■ INSTRUCTIONS TO FOLLOW ■
Where the material below has a line containing "Ok(response.agents)", start repeating exactly, and keep going through the line containing "let posts_client = client;", with no other lines.
━━ RECORDS SUPPLIED
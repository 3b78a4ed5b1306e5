//! Data management for the Lookout TUI.
//!
//! [`DataManager`] owns one polling source per remote endpoint, the filter
//! engine, and the current filter selection. Each source has its own
//! lifecycle; there is no shared cache and no cross-source ordering. The
//! aggregated view is recomputed from the latest snapshots on demand, so the
//! UI always renders a consistent product of whatever has arrived so far.

use tracing::info;

use lookout_api::{ApiClient, BoardHealth};
use lookout_core::aggregator::{aggregate, ActivityView};
use lookout_core::config::Config;
use lookout_core::filter::{FilterEngine, FilterSelection};
use lookout_core::poller::PollingSource;
use lookout_core::resource::{AsyncResource, AsyncState};
use lookout_core::types::{AgentStatus, BlogPost, ThreadedItem};

/// Owns the polling sources and filter state behind the dashboard.
pub struct DataManager {
    status_source: PollingSource<Vec<AgentStatus>>,
    activity_source: PollingSource<Vec<ThreadedItem>>,
    board_source: PollingSource<BoardHealth>,
    posts_source: PollingSource<Vec<BlogPost>>,
    engine: FilterEngine,
    selection: FilterSelection,
}

impl DataManager {
    /// Build the sources from configuration. Nothing fetches until
    /// [`activate`](Self::activate) is called.
    pub fn new(config: &Config) -> anyhow::Result<Self> {
        let client = ApiClient::from_config(&config.api)?;

        let status_client = client.clone();
        let status_resource = AsyncResource::new("agent-status", move || {
            let client = status_client.clone();
            async move {
                let response = client
                    .fetch_agent_status()
                    .await
                    .map_err(|e| anyhow::anyhow!(e.friendly_message()))?;
                Ok(response.agents)
            }
        });

        let activity_client = client.clone();
        let activity_resource = AsyncResource::new("activity", move || {
            let client = activity_client.clone();
            async move {
                let response = client
                    .fetch_activity()
                    .await
                    .map_err(|e| anyhow::anyhow!(e.friendly_message()))?;
                Ok(response.items)
            }
        });

        let board_client = client.clone();
        let board_resource = AsyncResource::new("board-health", move || {
            let client = board_client.clone();
            async move {
                client
                    .fetch_board_health()
                    .await
                    .map_err(|e| anyhow::anyhow!(e.friendly_message()))
            }
        });

        let posts_client = client;
        let posts_resource = AsyncResource::new("blog-posts", move || {
            let client = posts_client.clone();
            async move {
                let response = client
                    .fetch_blog_posts()
                    .await
                    .map_err(|e| anyhow::anyhow!(e.friendly_message()))?;
                Ok(response.posts)
            }
        });

        Ok(Self {
            status_source: PollingSource::new(status_resource, config.poll.status_interval()),
            activity_source: PollingSource::new(activity_resource, config.poll.activity_interval()),
            board_source: PollingSource::new(board_resource, config.poll.board_interval()),
            posts_source: PollingSource::new(posts_resource, config.poll.posts_interval()),
            engine: FilterEngine::new(config.feed.standalone_policy),
            selection: FilterSelection::default(),
        })
    }

    /// Start all polling sources.
    pub fn activate(&self) {
        info!("activating polling sources");
        self.status_source.activate();
        self.activity_source.activate();
        self.board_source.activate();
        self.posts_source.activate();
    }

    /// Stop all polling sources and detach their resources.
    ///
    /// Runs on every exit path; sources also detach themselves on Drop.
    pub fn deactivate(&self) {
        info!("deactivating polling sources");
        self.status_source.deactivate();
        self.activity_source.deactivate();
        self.board_source.deactivate();
        self.posts_source.deactivate();
    }

    /// Trigger an out-of-band refresh of every source (retry affordance).
    pub fn refresh_all(&self) {
        self.status_source.refresh_now();
        self.activity_source.refresh_now();
        self.board_source.refresh_now();
        self.posts_source.refresh_now();
    }

    /// Latest agent-status source state.
    pub fn status_state(&self) -> AsyncState<Vec<AgentStatus>> {
        self.status_source.state()
    }

    /// Latest activity source state.
    pub fn activity_state(&self) -> AsyncState<Vec<ThreadedItem>> {
        self.activity_source.state()
    }

    /// Latest board-health source state.
    pub fn board_state(&self) -> AsyncState<BoardHealth> {
        self.board_source.state()
    }

    /// Latest blog-posts source state.
    pub fn posts_state(&self) -> AsyncState<Vec<BlogPost>> {
        self.posts_source.state()
    }

    /// Aggregate the latest snapshots into one view model.
    ///
    /// Missing snapshots contribute nothing; the aggregator tolerates any
    /// interleaving of source updates.
    pub fn activity_view(&self) -> ActivityView {
        let statuses = self.status_source.state().data.unwrap_or_default();
        let items = self.activity_source.state().data.unwrap_or_default();
        aggregate(&statuses, &[items])
    }

    /// Apply the current filter selection to an aggregated view.
    pub fn visible_items(&self, view: &ActivityView) -> Vec<ThreadedItem> {
        self.engine.apply(&view.items, &self.selection)
    }

    /// Current filter selection.
    pub fn selection(&self) -> &FilterSelection {
        &self.selection
    }

    /// Advance the agent filter: none -> first agent -> ... -> last -> none.
    pub fn cycle_agent_filter(&mut self, agents: &[AgentStatus]) {
        self.selection.agent = next_agent(agents, self.selection.agent.as_deref());
    }

    /// Advance the type filter through its cycle.
    pub fn cycle_kind_filter(&mut self) {
        self.selection.kind = self.selection.kind.next();
    }

    /// Reset both filter axes.
    pub fn clear_filters(&mut self) {
        self.selection.clear();
    }
}

/// Next agent key in the cycle, or `None` after the last one.
///
/// A selected agent that disappeared from the roster restarts the cycle.
fn next_agent(agents: &[AgentStatus], current: Option<&str>) -> Option<String> {
    match current {
        None => agents.first().map(|a| a.key.clone()),
        Some(current) => {
            let idx = agents.iter().position(|a| a.key == current);
            match idx {
                Some(idx) => agents.get(idx + 1).map(|a| a.key.clone()),
                None => agents.first().map(|a| a.key.clone()),
            }
        }
    }
}

#[cfg(test)]
mod tests {
    use super::*;
    use lookout_core::types::AgentState;

    fn agent(key: &str) -> AgentStatus {
        AgentStatus {
            key: key.into(),
            display_name: String::new(),
            last_seen_at: lookout_core::types::now(),
            state: AgentState::Idle,
        }
    }

    #[test]
    fn test_next_agent_cycles_back_to_none() {
        let agents = vec![agent("po"), agent("qa")];
        assert_eq!(next_agent(&agents, None), Some("po".into()));
        assert_eq!(next_agent(&agents, Some("po")), Some("qa".into()));
        assert_eq!(next_agent(&agents, Some("qa")), None);
    }

    #[test]
    fn test_next_agent_empty_roster() {
        assert_eq!(next_agent(&[], None), None);
        assert_eq!(next_agent(&[], Some("gone")), None);
    }

    #[test]
    fn test_next_agent_restarts_on_unknown_selection() {
        let agents = vec![agent("po")];
        assert_eq!(next_agent(&agents, Some("gone")), Some("po".into()));
    }

    #[tokio::test]
    async fn test_manager_lifecycle() {
        let manager = DataManager::new(&Config::default()).unwrap();
        // Nothing active until asked
        let view = manager.activity_view();
        assert!(view.items.is_empty());

        manager.activate();
        manager.deactivate();
        // Deactivation detaches every resource; a later refresh is a no-op
        manager.refresh_all();
        assert!(manager.status_state().data.is_none() || manager.status_state().has_data());
    }

    #[tokio::test]
    async fn test_filter_cycling() {
        let mut manager = DataManager::new(&Config::default()).unwrap();
        assert!(!manager.selection().has_active_filters());

        manager.cycle_kind_filter();
        assert!(manager.selection().has_active_filters());

        manager.cycle_agent_filter(&[agent("po")]);
        assert_eq!(manager.selection().agent.as_deref(), Some("po"));

        manager.clear_filters();
        assert!(!manager.selection().has_active_filters());
    }
}
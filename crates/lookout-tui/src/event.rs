//! Event handling for the Lookout TUI.
//!
//! Converts keyboard input into application events. Filter intents flow
//! upward through these events; the app applies them to its selection state.

use crossterm::event::{KeyCode, KeyEvent, KeyModifiers};

use crate::view::View;

/// Application-level events that can trigger state changes.
#[derive(Debug, Clone, PartialEq, Eq)]
pub enum AppEvent {
    /// Switch to a specific view
    SwitchView(View),
    /// Cycle to the next view
    NextView,
    /// Cycle to the previous view
    PrevView,
    /// Cycle the agent filter through known agents
    CycleAgentFilter,
    /// Cycle the type filter
    CycleKindFilter,
    /// Reset both filter axes
    ClearFilters,
    /// Refresh all polling sources now
    Refresh,
    /// Navigate up in a list
    NavigateUp,
    /// Navigate down in a list
    NavigateDown,
    /// Show help overlay
    ShowHelp,
    /// Close help overlay / cancel
    Cancel,
    /// Request application quit
    Quit,
    /// Force quit (Ctrl+C)
    ForceQuit,
    /// No action needed
    None,
}

/// Input handler for converting key events to app events.
#[derive(Debug, Default)]
pub struct InputHandler;

impl InputHandler {
    /// Create a new input handler.
    pub fn new() -> Self {
        Self
    }

    /// Handle a key event and return the corresponding app event.
    pub fn handle_key(&self, key: KeyEvent) -> AppEvent {
        // Ctrl+C always force quits
        if key.modifiers.contains(KeyModifiers::CONTROL) && key.code == KeyCode::Char('c') {
            return AppEvent::ForceQuit;
        }

        match key.code {
            KeyCode::Char('q') | KeyCode::Char('Q') => AppEvent::Quit,
            KeyCode::Char('?') | KeyCode::Char('h') | KeyCode::Char('H') => AppEvent::ShowHelp,
            KeyCode::Esc => AppEvent::Cancel,

            // View hotkeys
            KeyCode::Char('f') | KeyCode::Char('F') => AppEvent::SwitchView(View::Feed),
            KeyCode::Char('b') | KeyCode::Char('B') => AppEvent::SwitchView(View::Board),
            KeyCode::Char('p') | KeyCode::Char('P') => AppEvent::SwitchView(View::Posts),

            // Filters
            KeyCode::Char('a') | KeyCode::Char('A') => AppEvent::CycleAgentFilter,
            KeyCode::Char('t') | KeyCode::Char('T') => AppEvent::CycleKindFilter,
            KeyCode::Char('x') | KeyCode::Char('X') => AppEvent::ClearFilters,

            // Refresh
            KeyCode::Char('r') | KeyCode::Char('R') => AppEvent::Refresh,

            // Tab cycling
            KeyCode::Tab => {
                if key.modifiers.contains(KeyModifiers::SHIFT) {
                    AppEvent::PrevView
                } else {
                    AppEvent::NextView
                }
            }
            KeyCode::BackTab => AppEvent::PrevView,

            // List navigation
            KeyCode::Up | KeyCode::Char('k') => AppEvent::NavigateUp,
            KeyCode::Down | KeyCode::Char('j') => AppEvent::NavigateDown,

            _ => AppEvent::None,
        }
    }
}

#[cfg(test)]
mod tests {
    use super::*;

    fn key(code: KeyCode) -> KeyEvent {
        KeyEvent::new(code, KeyModifiers::NONE)
    }

    fn key_with(code: KeyCode, mods: KeyModifiers) -> KeyEvent {
        KeyEvent::new(code, mods)
    }

    #[test]
    fn test_view_hotkeys() {
        let handler = InputHandler::new();
        assert_eq!(
            handler.handle_key(key(KeyCode::Char('f'))),
            AppEvent::SwitchView(View::Feed)
        );
        assert_eq!(
            handler.handle_key(key(KeyCode::Char('b'))),
            AppEvent::SwitchView(View::Board)
        );
        assert_eq!(
            handler.handle_key(key(KeyCode::Char('p'))),
            AppEvent::SwitchView(View::Posts)
        );
    }

    #[test]
    fn test_filter_keys() {
        let handler = InputHandler::new();
        assert_eq!(
            handler.handle_key(key(KeyCode::Char('a'))),
            AppEvent::CycleAgentFilter
        );
        assert_eq!(
            handler.handle_key(key(KeyCode::Char('t'))),
            AppEvent::CycleKindFilter
        );
        assert_eq!(
            handler.handle_key(key(KeyCode::Char('x'))),
            AppEvent::ClearFilters
        );
    }

    #[test]
    fn test_ctrl_c_force_quit() {
        let handler = InputHandler::new();
        assert_eq!(
            handler.handle_key(key_with(KeyCode::Char('c'), KeyModifiers::CONTROL)),
            AppEvent::ForceQuit
        );
    }

    #[test]
    fn test_tab_cycling() {
        let handler = InputHandler::new();
        assert_eq!(handler.handle_key(key(KeyCode::Tab)), AppEvent::NextView);
        assert_eq!(
            handler.handle_key(key_with(KeyCode::Tab, KeyModifiers::SHIFT)),
            AppEvent::PrevView
        );
        assert_eq!(handler.handle_key(key(KeyCode::BackTab)), AppEvent::PrevView);
    }

    #[test]
    fn test_case_insensitive_hotkeys() {
        let handler = InputHandler::new();
        assert_eq!(handler.handle_key(key(KeyCode::Char('R'))), AppEvent::Refresh);
        assert_eq!(handler.handle_key(key(KeyCode::Char('Q'))), AppEvent::Quit);
    }

    #[test]
    fn test_navigation_keys() {
        let handler = InputHandler::new();
        assert_eq!(handler.handle_key(key(KeyCode::Char('j'))), AppEvent::NavigateDown);
        assert_eq!(handler.handle_key(key(KeyCode::Char('k'))), AppEvent::NavigateUp);
    }
}
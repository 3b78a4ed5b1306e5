//! Terminal UI for Lookout.
//!
//! This crate provides the Ratatui-based dashboard over the core sync layer.
//! All data arrives through `lookout-core`'s polling sources; the TUI only
//! renders their latest snapshots and feeds filter intents back.
//!
//! ## Hotkeys
//!
//! - `f` - Feed view
//! - `b` - Board view
//! - `p` - Posts view
//! - `a` - Cycle agent filter
//! - `t` - Cycle type filter
//! - `x` - Clear filters
//! - `r` - Refresh all sources
//! - `?` or `h` - Help
//! - `q` - Quit
//! - `Tab` - Cycle views
//! - `Esc` - Close help

pub mod app;
pub mod board_panel;
pub mod data;
pub mod event;
pub mod feed_panel;
pub mod posts_panel;
pub mod view;

pub use app::{App, AppResult};
pub use data::DataManager;
pub use event::{AppEvent, InputHandler};
pub use view::View;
━━━━
■ EXERCISE RESPONSE ■
                Ok(response.agents)
            }
        });

        let activity_client = client.clone();
        let activity_resource = AsyncResource::new("activity", move || {
            let client = activity_client.clone();
            async move {
                let response = client
                    .fetch_activity()
                    .await
                    .map_err(|e| anyhow::anyhow!(e.friendly_message()))?;
                Ok(response.items)
            }
        });

        let board_client = client.clone();
        let board_resource = AsyncResource::new("board-health", move || {
            let client = board_client.clone();
            async move {
                client
                    .fetch_board_health()
                    .await
                    .map_err(|e| anyhow::anyhow!(e.friendly_message()))
            }
        });

        let posts_client = client;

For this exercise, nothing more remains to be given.